The U.S. Bureau of Land Management (BLM) auctioned 17 parcels of land in Ohio’s Wayne National Forest last week to four oil and gas companies that paid about $1.7 million.

BLM records show 22 companies and individuals bid on the land in Ohio and a smaller share in Mississippi and Arkansas. After years of delays, BLM said in October it would proceed with a competitive oil and gas lease sale in the state’s only national forest.

Ohio pure-play Eclipse Resources Corp. took most of the acreage, which is located in the Utica Shale hotbed of Monroe County. The company will pay more than $927,500 for about 426 acres. Gulfport Energy Corp. will pay more than $232,000 for 100 acres. West Virginia-based Flat Rock Development LLC, which develops oil and gas properties in Southeast Ohio, will pay more than $551,000 for about 152 acres, and Texas-based Petrogas Co. took four acres for $2,705.

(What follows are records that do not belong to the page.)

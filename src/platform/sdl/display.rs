//=========================================================================
// SDL Display Component
//=========================================================================
//
// `DisplayComponent` over SDL's indexed display list.
//
// SDL exposes displays by index only, and index 0 is the primary one.
// Display names are used as device names; duplicate names get a `#n`
// suffix in enumeration order so every monitor has a distinct identity
// for reconciliation.
//
//=========================================================================

//=== External Dependencies ===============================================

use std::cell::{Ref, RefCell};
use std::collections::HashMap;
use std::rc::Rc;

use log::{debug, info};

//=== Internal Dependencies ===============================================

use super::video::{SdlRect, SdlVideo};
use crate::core::display::{DisplayComponent, Monitor, MonitorList, Reconciliation, VideoMode, DEFAULT_DPI};
use crate::core::error::{PalError, PalResult};
use crate::core::event_queue::EventQueue;
use crate::core::geometry::{Box2i, Vec2i};
use crate::core::handle::{ComponentId, DisplayHandle};

//=== Constants ===========================================================

const COMPONENT: &str = "SdlDisplayComponent";

//=== Helpers =============================================================

fn backend(message: String) -> PalError {
    PalError::backend(COMPONENT, message)
}

fn rect_box(rect: SdlRect) -> Box2i {
    Box2i::new(rect.x, rect.y, rect.x + rect.w, rect.y + rect.h)
}

/// Reads every display SDL currently reports, primary first.
fn enumerate<D: SdlVideo>(video: &D) -> PalResult<Vec<Monitor>> {
    let count = video.num_video_displays().map_err(backend)?;
    let adapter = video.driver_name();
    let mut seen: HashMap<String, usize> = HashMap::new();
    let mut monitors = Vec::with_capacity(usize::try_from(count).unwrap_or(0));

    for index in 0..count {
        let name = video.display_name(index).map_err(backend)?;
        let bounds = video.display_bounds(index).map_err(backend)?;
        let usable = video.display_usable_bounds(index).map_err(backend)?;
        let mode = video.current_display_mode(index).map_err(backend)?;

        let (dpi_x, dpi_y) = match video.display_dpi(index) {
            Ok((_, horizontal, vertical)) => (horizontal, vertical),
            Err(e) => {
                debug!(target: "pal::sdl", "No DPI for display {} ({}), assuming {}", index, e, DEFAULT_DPI);
                (DEFAULT_DPI, DEFAULT_DPI)
            }
        };

        let occurrence = seen.entry(name.clone()).or_insert(0);
        *occurrence += 1;
        let device_name = if *occurrence == 1 {
            name.clone()
        } else {
            format!("{}#{}", name, occurrence)
        };

        monitors.push(Monitor {
            device_name,
            name,
            adapter_name: adapter.clone(),
            is_primary: index == 0,
            position: Vec2i::new(bounds.x, bounds.y),
            resolution: Vec2i::new(bounds.w, bounds.h),
            refresh_rate: mode.refresh_rate as f32,
            work_area: rect_box(usable),
            dpi_x,
            dpi_y,
            native_id: index as u64,
        });
    }

    Ok(monitors)
}

//=== SdlDisplayComponent =================================================

/// SDL2 display backend. Shares its driver with `SdlWindowComponent`.
pub struct SdlDisplayComponent<D: SdlVideo> {
    id: ComponentId,
    video: Rc<RefCell<D>>,
    monitors: MonitorList,
}

impl<D: SdlVideo> SdlDisplayComponent<D> {
    /// Takes the initial display snapshot.
    ///
    /// # Errors
    ///
    /// `PalError::Backend` if SDL cannot enumerate its displays.
    pub fn new(video: Rc<RefCell<D>>) -> PalResult<Self> {
        let id = ComponentId::allocate();
        let mut monitors = MonitorList::new(id);
        monitors.reconcile(enumerate(&*video.borrow())?);

        info!(target: "pal::sdl", "{} {} found {} display(s)", COMPONENT, id, monitors.len());
        Ok(Self { id, video, monitors })
    }

    /// Shared driver access; fails while the window component holds it
    /// exclusively (window mutators running from a callback).
    fn video(&self) -> PalResult<Ref<'_, D>> {
        self.video
            .try_borrow()
            .map_err(|_| PalError::InvalidOperation("SDL video driver is busy".to_string()))
    }

    fn index_of(&self, display: DisplayHandle) -> PalResult<i32> {
        let monitor = self.monitors.resolve(&display)?;
        i32::try_from(monitor.native_id)
            .map_err(|_| backend(format!("display index {} out of range", monitor.native_id)))
    }
}

impl<D: SdlVideo> DisplayComponent for SdlDisplayComponent<D> {
    fn component_name(&self) -> &'static str {
        COMPONENT
    }

    fn id(&self) -> ComponentId {
        self.id
    }

    fn monitors(&self) -> &MonitorList {
        &self.monitors
    }

    fn refresh(&mut self, queue: &mut EventQueue) -> PalResult<Reconciliation> {
        let entries = enumerate(&*self.video()?)?;
        let changes = self.monitors.reconcile(entries);
        changes.raise_events(queue);
        Ok(changes)
    }

    fn supported_video_modes(&self, display: DisplayHandle) -> PalResult<Vec<VideoMode>> {
        let index = self.index_of(display)?;
        let video = self.video()?;
        let count = video.num_display_modes(index).map_err(backend)?;

        (0..count)
            .map(|mode_index| {
                let mode = video.display_mode(index, mode_index).map_err(backend)?;
                VideoMode::checked(COMPONENT, mode.w, mode.h, mode.refresh_rate as f32, mode.bits_per_pixel)
            })
            .collect()
    }
}

//=========================================================================
// Tests
//=========================================================================

#[cfg(test)]
mod tests {
    use super::*;
    use crate::core::event_queue::{PlatformEvent, PlatformEventType};
    use crate::core::geometry::Vec2;
    use crate::platform::sdl::dummy::{DummyDisplay, DummyVideo};
    use crate::platform::sdl::video::SdlDisplayMode;

    fn two_screens() -> Rc<RefCell<DummyVideo>> {
        Rc::new(RefCell::new(DummyVideo::with_displays(vec![
            DummyDisplay::new("Built-in", 1920, 1080).with_dpi(144.0, 144.0),
            DummyDisplay::new("External", 2560, 1440).with_position(1920, 0).with_refresh_rate(144),
        ])))
    }

    #[test]
    fn snapshot_is_primary_first() {
        let displays = SdlDisplayComponent::new(two_screens()).unwrap();

        assert_eq!(displays.display_count(), 2);
        let primary = displays.primary().unwrap();
        assert_eq!(displays.display(0), Ok(primary));
        assert_eq!(displays.name(primary).unwrap(), "Built-in");
        assert_eq!(displays.adapter_name(primary).unwrap(), "dummy");
        assert_eq!(displays.display_scale(primary), Ok(Vec2::new(1.5, 1.5)));
    }

    #[test]
    fn geometry_comes_from_bounds() {
        let displays = SdlDisplayComponent::new(two_screens()).unwrap();
        let external = displays.display(1).unwrap();

        assert_eq!(displays.virtual_position(external), Ok(Vec2i::new(1920, 0)));
        assert_eq!(displays.resolution(external), Ok(Vec2i::new(2560, 1440)));
        assert_eq!(displays.work_area(external), Ok(Box2i::new(1920, 0, 4480, 1400)));
        assert_eq!(displays.refresh_rate(external), Ok(144.0));
        assert_eq!(displays.display_at(Vec2i::new(2000, 10)), Some(external));
    }

    #[test]
    fn duplicate_names_stay_distinct() {
        let video = Rc::new(RefCell::new(DummyVideo::with_displays(vec![
            DummyDisplay::new("Generic PnP Monitor", 1920, 1080),
            DummyDisplay::new("Generic PnP Monitor", 1920, 1080).with_position(1920, 0),
        ])));
        let displays = SdlDisplayComponent::new(video).unwrap();

        assert_eq!(displays.display_count(), 2);
        let second = displays.display(1).unwrap();
        assert_eq!(displays.device_name(second).unwrap(), "Generic PnP Monitor#2");
        assert_eq!(displays.name(second).unwrap(), "Generic PnP Monitor");
    }

    #[test]
    fn unplugging_raises_connection_events() {
        let video = two_screens();
        let mut displays = SdlDisplayComponent::new(video.clone()).unwrap();
        let external = displays.display(1).unwrap();

        let seen = Rc::new(RefCell::new(Vec::new()));
        let mut queue = EventQueue::new();
        let sink = seen.clone();
        queue.subscribe(PlatformEventType::DisplayConnection, move |_, event| {
            sink.borrow_mut().push(event.clone());
            Ok(())
        });

        video
            .borrow_mut()
            .set_displays(vec![DummyDisplay::new("Built-in", 1920, 1080).with_dpi(144.0, 144.0)]);
        let changes = displays.refresh(&mut queue).unwrap();

        assert_eq!(changes.removed.len(), 1);
        assert!(!changes.primary_changed());
        assert_eq!(
            *seen.borrow(),
            vec![PlatformEvent::DisplayConnection { display: external, connected: false }]
        );
        assert!(matches!(displays.name(external), Err(PalError::InvalidHandle(_))));
    }

    #[test]
    fn video_modes_are_listed_and_checked() {
        let video = Rc::new(RefCell::new(DummyVideo::with_displays(vec![DummyDisplay::new("Panel", 1280, 720)
            .with_modes(vec![
                SdlDisplayMode { bits_per_pixel: 32, w: 1280, h: 720, refresh_rate: 60 },
                SdlDisplayMode { bits_per_pixel: 32, w: 640, h: 480, refresh_rate: 60 },
            ])])));
        let displays = SdlDisplayComponent::new(video.clone()).unwrap();
        let panel = displays.primary().unwrap();

        let modes = displays.supported_video_modes(panel).unwrap();
        assert_eq!(modes.len(), 2);
        assert_eq!(modes[1].width, 640);
        assert_eq!(displays.supported_video_mode_count(panel), Ok(2));

        video.borrow_mut().set_displays(vec![DummyDisplay::new("Panel", 1280, 720)
            .with_modes(vec![SdlDisplayMode { bits_per_pixel: 32, w: 1280, h: 720, refresh_rate: 0 }])]);
        assert!(displays.supported_video_modes(panel).unwrap_err().is_fatal());
    }

    #[test]
    fn exclusively_held_driver_is_reported_not_panicked() {
        let video = two_screens();
        let displays = SdlDisplayComponent::new(video.clone()).unwrap();
        let primary = displays.primary().unwrap();

        let _held = video.borrow_mut();
        assert!(matches!(
            displays.supported_video_modes(primary),
            Err(PalError::InvalidOperation(_))
        ));
    }

    #[test]
    fn video_modes_cannot_be_set() {
        let mut displays = SdlDisplayComponent::new(two_screens()).unwrap();
        let primary = displays.primary().unwrap();
        let mode = displays.video_mode(primary).unwrap();

        assert!(!displays.can_set_video_mode());
        assert_eq!(
            displays.set_video_mode(primary, &mode),
            Err(PalError::UnsupportedOperation("set_video_mode"))
        );
    }
}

The auction was a controversial one. A petition signed by more than 92,000 people, as well as other administrative protests from environmental groups, to stop it were unsuccessful. Eclipse said this week that it would sell nearly 10,000 undeveloped acres in Monroe and Noble counties that didn’t fit into its development program that calls for longer laterals. Gulfport, which has been heavily focused on the Utica in recent years. has made a series of transactions this month to bolt-on acreage in the play and expand into the South Central Oklahoma Oil Province.

The BLM originally offered 1,600 acres across 33 parcels in the forest, but some of the land was withdrawn to check records or because it was already leased.